▶ What the task requires:
Bring together copies of the lines in the data below that contain the word "Emits".
☆ ☆ ☆ ☆
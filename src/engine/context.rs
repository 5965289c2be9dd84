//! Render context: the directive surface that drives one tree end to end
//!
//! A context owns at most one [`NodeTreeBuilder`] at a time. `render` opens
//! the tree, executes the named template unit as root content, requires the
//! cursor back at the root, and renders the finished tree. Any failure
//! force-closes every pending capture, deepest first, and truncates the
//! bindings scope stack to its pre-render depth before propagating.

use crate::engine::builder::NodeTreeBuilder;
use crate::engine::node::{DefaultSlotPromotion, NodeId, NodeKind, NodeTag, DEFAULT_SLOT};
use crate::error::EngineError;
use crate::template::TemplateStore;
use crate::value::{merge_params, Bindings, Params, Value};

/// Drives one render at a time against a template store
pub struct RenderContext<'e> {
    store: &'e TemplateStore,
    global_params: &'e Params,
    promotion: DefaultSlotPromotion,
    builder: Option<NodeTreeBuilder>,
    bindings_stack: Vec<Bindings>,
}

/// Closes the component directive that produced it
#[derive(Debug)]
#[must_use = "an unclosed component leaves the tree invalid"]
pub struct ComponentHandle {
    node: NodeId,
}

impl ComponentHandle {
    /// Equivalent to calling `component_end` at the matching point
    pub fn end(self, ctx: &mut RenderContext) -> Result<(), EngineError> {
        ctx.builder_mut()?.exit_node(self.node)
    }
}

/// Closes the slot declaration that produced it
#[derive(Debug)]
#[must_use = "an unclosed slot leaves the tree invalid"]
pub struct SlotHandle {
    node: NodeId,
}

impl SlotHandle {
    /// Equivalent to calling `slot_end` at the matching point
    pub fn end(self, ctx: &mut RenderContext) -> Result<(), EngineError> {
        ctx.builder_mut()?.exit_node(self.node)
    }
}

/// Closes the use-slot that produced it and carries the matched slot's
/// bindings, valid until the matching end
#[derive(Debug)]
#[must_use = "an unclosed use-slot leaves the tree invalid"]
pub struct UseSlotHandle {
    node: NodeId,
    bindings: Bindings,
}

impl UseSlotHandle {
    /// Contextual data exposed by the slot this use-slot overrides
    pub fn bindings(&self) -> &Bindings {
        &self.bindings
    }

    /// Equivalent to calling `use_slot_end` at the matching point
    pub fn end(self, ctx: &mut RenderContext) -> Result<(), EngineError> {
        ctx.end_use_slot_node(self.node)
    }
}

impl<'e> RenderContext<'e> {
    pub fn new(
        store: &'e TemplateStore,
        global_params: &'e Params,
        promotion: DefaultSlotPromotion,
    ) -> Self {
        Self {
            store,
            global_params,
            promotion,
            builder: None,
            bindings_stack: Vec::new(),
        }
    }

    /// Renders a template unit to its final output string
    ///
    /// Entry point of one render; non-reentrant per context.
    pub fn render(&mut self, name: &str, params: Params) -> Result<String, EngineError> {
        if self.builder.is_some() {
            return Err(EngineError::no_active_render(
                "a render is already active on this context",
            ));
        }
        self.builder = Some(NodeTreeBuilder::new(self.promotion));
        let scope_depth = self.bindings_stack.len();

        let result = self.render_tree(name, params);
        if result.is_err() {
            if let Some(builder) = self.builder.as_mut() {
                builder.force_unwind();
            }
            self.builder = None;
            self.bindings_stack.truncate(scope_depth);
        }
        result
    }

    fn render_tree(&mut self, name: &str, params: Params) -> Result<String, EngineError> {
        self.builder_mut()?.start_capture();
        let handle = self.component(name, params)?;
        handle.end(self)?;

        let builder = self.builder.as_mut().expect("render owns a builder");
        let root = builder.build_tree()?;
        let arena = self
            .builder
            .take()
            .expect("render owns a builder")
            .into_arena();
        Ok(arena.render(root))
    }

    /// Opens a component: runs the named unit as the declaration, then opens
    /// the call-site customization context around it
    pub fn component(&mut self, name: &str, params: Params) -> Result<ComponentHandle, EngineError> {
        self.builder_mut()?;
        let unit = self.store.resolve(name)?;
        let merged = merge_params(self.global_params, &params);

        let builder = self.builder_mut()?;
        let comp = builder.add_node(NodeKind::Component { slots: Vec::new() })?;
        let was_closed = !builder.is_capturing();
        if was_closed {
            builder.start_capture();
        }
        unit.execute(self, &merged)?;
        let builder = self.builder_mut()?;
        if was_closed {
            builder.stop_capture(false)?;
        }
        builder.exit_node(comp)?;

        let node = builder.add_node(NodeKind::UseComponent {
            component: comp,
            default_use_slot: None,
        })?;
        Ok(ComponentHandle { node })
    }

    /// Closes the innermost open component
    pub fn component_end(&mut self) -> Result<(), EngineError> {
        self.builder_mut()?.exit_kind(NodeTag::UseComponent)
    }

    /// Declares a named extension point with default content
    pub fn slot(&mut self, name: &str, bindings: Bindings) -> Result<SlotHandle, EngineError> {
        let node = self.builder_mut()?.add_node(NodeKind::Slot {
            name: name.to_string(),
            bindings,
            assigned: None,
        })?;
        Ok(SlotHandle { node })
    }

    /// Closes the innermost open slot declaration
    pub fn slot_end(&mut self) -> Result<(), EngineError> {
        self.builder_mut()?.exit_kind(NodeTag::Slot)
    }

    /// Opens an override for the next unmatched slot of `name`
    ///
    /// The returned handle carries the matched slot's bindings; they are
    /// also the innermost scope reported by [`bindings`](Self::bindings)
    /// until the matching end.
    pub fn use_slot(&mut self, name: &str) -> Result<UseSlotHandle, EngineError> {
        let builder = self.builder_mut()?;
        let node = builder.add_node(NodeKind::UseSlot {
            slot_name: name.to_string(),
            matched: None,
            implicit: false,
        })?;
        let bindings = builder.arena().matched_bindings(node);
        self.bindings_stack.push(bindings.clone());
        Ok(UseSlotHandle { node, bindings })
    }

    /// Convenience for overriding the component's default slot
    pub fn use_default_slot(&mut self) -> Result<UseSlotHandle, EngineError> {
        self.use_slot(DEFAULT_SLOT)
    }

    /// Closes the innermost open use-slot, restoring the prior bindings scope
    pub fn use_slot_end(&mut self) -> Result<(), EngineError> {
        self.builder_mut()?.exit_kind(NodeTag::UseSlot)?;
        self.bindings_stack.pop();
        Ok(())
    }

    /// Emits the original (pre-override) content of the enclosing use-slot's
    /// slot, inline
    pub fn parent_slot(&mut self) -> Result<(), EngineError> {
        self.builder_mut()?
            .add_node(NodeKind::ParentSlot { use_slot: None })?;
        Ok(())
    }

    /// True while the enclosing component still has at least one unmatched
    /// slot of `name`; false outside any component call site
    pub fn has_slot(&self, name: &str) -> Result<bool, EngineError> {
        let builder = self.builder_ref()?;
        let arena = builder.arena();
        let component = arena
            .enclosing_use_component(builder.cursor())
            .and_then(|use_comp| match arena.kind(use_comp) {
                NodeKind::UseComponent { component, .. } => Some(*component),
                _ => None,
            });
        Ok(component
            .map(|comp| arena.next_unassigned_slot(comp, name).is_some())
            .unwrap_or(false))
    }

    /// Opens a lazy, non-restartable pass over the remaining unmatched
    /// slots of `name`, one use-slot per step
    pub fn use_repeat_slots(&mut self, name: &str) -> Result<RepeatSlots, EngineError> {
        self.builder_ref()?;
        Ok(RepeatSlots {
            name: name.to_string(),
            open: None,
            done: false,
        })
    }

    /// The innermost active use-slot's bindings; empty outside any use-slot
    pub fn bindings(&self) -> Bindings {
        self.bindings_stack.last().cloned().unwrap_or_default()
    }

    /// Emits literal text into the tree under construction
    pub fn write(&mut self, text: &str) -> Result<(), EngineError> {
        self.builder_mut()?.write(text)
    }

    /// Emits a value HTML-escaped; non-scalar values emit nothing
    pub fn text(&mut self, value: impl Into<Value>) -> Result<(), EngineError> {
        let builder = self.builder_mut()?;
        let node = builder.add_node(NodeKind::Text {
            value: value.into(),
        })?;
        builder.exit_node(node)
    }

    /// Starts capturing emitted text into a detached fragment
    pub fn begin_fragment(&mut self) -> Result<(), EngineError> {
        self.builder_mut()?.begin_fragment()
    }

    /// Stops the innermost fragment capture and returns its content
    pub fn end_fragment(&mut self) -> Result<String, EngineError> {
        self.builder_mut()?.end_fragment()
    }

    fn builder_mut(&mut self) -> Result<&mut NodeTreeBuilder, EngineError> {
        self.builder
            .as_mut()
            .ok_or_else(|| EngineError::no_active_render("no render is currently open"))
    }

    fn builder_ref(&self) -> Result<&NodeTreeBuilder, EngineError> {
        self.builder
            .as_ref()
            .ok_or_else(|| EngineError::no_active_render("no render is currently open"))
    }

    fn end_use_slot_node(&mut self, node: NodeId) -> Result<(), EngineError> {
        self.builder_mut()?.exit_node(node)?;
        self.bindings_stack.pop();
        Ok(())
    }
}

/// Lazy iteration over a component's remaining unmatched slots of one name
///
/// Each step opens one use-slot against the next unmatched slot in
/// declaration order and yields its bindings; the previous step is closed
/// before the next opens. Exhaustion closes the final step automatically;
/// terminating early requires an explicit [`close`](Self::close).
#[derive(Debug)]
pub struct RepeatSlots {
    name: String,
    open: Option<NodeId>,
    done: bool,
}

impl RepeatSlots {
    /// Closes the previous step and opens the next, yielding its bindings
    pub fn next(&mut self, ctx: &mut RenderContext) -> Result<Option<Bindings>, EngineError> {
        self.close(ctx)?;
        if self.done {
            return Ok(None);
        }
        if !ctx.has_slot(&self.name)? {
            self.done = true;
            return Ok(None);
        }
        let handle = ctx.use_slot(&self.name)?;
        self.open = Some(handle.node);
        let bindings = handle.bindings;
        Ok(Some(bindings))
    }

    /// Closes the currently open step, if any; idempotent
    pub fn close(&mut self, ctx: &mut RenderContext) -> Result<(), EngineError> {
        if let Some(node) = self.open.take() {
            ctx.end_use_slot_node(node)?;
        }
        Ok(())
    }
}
☆ ☆ ☆ ☆
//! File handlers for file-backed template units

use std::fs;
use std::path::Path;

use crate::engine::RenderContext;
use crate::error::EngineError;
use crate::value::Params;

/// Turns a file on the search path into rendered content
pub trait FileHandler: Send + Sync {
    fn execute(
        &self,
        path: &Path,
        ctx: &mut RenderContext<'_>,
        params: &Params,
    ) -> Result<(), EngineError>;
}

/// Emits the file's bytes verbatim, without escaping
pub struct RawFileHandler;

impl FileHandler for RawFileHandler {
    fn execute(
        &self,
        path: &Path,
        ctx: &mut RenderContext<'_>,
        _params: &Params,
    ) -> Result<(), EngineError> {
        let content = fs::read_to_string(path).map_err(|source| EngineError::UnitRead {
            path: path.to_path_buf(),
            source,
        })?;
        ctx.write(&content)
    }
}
☆ ☆ ☆ ☆
▶ Answer box:
    /// Emits the original (pre-override) content of the enclosing use-slot's
    /// Emits literal text into the tree under construction
    /// Emits a value HTML-escaped; non-scalar values emit nothing
/// Emits the file's bytes verbatim, without escaping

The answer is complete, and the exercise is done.